PROBLEM TO WORK ON:
Using the listing beneath this task, count the lines with the word "derive" and write only the result.

ENTRIES SUPPLIED:
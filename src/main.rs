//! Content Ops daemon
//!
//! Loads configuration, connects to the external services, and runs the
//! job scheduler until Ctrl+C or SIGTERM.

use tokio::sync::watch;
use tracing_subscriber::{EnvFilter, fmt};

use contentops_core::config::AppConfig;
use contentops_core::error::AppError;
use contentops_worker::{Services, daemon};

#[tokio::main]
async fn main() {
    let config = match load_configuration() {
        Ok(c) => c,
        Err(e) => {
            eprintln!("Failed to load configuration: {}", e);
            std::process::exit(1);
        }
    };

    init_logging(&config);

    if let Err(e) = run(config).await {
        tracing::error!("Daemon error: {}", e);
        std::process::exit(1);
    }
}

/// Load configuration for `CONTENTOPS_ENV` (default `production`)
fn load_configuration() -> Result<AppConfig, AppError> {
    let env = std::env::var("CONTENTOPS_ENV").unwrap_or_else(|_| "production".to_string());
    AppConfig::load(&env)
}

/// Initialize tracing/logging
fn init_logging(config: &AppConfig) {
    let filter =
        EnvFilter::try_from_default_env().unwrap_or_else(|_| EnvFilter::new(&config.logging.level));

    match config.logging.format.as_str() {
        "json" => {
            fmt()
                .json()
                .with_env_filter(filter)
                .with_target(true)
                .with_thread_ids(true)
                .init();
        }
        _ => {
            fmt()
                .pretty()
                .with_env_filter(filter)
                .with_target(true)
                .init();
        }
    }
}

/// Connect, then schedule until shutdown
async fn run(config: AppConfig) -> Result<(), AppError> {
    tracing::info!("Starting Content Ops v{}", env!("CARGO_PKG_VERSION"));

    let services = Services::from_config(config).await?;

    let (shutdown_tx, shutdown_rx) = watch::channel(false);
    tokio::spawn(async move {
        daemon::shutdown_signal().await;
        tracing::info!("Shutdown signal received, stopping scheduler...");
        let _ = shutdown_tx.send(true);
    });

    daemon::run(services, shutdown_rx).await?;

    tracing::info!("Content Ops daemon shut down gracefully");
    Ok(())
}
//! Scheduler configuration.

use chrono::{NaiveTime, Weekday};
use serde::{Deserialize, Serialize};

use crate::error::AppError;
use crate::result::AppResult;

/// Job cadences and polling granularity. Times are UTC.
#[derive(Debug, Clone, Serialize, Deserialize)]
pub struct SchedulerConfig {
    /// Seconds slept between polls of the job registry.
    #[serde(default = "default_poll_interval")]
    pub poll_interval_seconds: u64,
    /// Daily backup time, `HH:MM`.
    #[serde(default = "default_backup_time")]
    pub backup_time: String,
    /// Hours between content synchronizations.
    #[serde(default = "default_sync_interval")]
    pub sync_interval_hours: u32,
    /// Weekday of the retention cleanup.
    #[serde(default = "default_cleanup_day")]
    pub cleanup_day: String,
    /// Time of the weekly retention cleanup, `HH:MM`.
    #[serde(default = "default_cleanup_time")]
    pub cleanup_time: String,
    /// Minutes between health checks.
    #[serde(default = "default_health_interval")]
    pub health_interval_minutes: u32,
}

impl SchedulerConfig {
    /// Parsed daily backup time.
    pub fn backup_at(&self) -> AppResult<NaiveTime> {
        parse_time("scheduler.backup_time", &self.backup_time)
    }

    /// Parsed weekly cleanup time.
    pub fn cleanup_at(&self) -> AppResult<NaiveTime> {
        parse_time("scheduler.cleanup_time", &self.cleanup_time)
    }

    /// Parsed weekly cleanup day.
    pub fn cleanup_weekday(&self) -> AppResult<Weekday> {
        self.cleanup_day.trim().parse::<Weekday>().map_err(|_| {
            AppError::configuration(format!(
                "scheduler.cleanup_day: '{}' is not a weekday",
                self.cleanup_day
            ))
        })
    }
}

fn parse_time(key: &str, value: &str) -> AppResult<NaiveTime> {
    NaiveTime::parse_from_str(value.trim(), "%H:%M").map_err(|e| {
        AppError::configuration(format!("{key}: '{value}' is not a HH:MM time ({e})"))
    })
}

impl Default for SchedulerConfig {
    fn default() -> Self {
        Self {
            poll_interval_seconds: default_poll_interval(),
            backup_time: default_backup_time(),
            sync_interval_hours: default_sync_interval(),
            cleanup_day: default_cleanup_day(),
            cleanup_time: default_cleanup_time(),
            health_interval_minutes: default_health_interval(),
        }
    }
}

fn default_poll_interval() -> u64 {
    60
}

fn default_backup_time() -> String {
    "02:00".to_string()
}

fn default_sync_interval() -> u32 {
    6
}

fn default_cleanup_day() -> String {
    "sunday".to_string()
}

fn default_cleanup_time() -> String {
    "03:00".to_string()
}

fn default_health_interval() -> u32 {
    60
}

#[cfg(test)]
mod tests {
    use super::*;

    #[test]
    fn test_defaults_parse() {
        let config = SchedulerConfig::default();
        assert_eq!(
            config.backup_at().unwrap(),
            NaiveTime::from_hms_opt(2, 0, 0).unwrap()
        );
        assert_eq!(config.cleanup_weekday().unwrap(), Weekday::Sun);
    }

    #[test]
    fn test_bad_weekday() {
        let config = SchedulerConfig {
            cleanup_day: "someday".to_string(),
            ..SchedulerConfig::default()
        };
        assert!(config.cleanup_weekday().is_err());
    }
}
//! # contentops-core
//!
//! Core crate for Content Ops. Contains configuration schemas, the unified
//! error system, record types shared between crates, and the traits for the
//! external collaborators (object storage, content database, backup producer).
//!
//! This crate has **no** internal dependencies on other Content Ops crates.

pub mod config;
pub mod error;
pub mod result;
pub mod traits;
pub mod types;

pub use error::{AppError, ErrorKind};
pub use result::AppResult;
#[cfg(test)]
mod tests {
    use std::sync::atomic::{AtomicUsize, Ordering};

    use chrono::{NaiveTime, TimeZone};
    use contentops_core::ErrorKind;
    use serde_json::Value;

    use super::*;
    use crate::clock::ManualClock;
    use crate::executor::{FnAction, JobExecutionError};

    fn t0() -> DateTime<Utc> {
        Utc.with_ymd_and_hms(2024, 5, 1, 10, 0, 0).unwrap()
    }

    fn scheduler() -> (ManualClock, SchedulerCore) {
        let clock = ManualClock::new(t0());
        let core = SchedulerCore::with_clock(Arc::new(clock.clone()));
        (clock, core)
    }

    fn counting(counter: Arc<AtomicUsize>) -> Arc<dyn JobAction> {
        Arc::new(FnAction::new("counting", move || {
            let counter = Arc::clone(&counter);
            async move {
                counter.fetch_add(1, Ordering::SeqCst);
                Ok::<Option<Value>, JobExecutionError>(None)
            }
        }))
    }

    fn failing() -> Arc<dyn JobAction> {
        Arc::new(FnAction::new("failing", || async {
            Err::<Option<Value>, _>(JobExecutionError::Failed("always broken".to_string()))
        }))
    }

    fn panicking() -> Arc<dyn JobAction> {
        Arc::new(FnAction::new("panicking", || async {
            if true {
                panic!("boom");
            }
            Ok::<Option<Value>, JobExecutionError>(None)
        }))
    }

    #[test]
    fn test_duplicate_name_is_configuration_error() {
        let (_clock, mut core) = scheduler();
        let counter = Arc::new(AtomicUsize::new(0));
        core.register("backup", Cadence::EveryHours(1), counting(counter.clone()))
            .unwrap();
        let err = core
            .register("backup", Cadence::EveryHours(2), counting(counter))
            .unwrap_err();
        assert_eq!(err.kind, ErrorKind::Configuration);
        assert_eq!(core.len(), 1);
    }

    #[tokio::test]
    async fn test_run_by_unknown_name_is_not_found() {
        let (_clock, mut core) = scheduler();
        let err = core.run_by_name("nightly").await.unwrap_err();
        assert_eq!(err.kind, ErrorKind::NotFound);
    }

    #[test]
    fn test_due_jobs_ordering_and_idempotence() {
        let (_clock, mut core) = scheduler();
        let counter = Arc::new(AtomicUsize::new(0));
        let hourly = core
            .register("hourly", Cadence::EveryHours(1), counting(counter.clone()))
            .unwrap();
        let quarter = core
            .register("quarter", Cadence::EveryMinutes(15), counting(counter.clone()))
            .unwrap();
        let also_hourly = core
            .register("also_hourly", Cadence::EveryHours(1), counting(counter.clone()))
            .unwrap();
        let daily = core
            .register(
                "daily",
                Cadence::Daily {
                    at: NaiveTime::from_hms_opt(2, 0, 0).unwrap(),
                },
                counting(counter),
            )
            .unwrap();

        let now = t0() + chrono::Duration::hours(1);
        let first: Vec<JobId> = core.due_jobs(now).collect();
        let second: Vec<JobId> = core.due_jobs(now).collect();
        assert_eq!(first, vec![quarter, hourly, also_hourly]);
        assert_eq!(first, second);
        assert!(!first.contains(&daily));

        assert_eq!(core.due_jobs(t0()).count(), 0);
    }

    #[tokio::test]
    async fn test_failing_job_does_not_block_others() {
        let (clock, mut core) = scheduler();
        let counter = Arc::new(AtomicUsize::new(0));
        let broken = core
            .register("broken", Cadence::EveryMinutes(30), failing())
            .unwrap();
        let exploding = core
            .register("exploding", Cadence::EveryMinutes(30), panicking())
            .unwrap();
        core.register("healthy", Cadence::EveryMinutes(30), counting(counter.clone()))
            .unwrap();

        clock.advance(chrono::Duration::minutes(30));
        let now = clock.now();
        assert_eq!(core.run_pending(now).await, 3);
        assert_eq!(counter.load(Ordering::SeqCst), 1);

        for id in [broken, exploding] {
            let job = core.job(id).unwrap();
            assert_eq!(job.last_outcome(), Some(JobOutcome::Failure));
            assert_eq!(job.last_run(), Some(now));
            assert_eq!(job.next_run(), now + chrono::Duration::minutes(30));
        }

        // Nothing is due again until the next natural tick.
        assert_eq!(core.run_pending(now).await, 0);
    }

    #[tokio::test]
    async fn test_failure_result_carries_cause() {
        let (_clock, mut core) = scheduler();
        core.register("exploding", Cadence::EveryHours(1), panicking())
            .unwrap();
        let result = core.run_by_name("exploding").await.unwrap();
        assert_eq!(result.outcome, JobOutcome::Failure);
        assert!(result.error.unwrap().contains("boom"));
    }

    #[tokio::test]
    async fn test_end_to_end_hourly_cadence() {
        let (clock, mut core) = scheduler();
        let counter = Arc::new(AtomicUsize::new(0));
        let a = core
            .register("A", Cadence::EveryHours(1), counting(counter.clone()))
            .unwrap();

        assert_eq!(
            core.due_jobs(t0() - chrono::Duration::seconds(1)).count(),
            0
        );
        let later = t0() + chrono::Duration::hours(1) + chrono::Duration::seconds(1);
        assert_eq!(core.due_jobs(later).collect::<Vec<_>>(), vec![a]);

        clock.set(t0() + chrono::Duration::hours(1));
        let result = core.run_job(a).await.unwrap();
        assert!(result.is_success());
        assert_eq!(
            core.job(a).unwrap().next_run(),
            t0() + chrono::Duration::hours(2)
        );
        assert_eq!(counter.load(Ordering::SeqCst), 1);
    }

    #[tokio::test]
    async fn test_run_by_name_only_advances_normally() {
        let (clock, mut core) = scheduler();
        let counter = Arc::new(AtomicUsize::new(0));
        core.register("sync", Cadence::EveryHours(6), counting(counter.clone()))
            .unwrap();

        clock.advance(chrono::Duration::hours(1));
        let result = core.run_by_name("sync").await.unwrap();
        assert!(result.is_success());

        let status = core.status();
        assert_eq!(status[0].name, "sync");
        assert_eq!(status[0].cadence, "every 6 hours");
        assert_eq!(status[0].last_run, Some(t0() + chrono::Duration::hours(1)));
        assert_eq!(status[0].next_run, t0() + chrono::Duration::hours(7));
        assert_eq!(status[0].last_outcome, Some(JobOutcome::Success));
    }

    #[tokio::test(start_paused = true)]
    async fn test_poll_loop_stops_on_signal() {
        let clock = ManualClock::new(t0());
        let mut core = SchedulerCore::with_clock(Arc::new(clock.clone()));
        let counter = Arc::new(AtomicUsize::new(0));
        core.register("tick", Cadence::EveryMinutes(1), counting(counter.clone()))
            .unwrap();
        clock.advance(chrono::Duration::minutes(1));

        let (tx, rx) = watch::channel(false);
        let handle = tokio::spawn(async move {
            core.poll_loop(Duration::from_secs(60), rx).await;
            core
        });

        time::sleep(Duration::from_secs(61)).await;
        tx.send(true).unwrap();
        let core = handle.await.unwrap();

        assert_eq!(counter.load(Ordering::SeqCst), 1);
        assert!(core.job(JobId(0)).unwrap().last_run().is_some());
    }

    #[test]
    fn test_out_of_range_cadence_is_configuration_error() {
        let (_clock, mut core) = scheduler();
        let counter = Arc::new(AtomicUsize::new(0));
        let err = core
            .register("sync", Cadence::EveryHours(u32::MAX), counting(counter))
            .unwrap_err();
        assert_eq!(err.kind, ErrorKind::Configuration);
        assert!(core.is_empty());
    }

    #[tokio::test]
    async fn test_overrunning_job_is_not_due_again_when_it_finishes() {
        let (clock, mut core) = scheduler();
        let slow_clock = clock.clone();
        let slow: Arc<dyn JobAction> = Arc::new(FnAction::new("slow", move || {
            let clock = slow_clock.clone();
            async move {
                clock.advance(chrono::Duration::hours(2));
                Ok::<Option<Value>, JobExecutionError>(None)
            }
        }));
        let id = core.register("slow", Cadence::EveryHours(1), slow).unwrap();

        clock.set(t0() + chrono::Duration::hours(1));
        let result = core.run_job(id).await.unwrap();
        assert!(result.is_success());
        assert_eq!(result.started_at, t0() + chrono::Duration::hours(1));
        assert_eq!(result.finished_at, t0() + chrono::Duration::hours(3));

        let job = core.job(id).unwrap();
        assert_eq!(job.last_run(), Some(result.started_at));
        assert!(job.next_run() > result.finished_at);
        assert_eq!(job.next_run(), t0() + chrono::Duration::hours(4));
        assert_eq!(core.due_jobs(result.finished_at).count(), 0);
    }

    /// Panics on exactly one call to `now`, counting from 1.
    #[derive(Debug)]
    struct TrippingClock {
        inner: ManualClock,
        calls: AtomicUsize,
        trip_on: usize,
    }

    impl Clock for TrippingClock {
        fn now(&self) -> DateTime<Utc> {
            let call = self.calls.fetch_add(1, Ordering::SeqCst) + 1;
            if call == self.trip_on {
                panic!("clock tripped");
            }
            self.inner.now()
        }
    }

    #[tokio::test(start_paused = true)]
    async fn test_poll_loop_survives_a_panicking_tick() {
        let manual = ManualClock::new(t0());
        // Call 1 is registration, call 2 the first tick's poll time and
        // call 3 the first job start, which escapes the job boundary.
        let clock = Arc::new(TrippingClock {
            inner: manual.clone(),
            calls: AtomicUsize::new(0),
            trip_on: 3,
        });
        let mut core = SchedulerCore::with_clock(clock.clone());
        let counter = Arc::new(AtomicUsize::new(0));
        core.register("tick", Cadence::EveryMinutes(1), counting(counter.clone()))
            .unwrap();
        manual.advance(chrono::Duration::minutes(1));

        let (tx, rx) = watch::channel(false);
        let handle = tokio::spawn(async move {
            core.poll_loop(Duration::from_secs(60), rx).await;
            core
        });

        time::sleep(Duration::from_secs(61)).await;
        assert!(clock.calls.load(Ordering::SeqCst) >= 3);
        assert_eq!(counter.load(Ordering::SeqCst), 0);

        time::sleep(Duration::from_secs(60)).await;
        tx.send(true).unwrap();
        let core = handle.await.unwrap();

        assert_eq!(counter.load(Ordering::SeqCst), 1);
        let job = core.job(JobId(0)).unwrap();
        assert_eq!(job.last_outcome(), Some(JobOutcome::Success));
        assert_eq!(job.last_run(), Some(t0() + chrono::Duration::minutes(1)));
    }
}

TASK OUTPUT:
2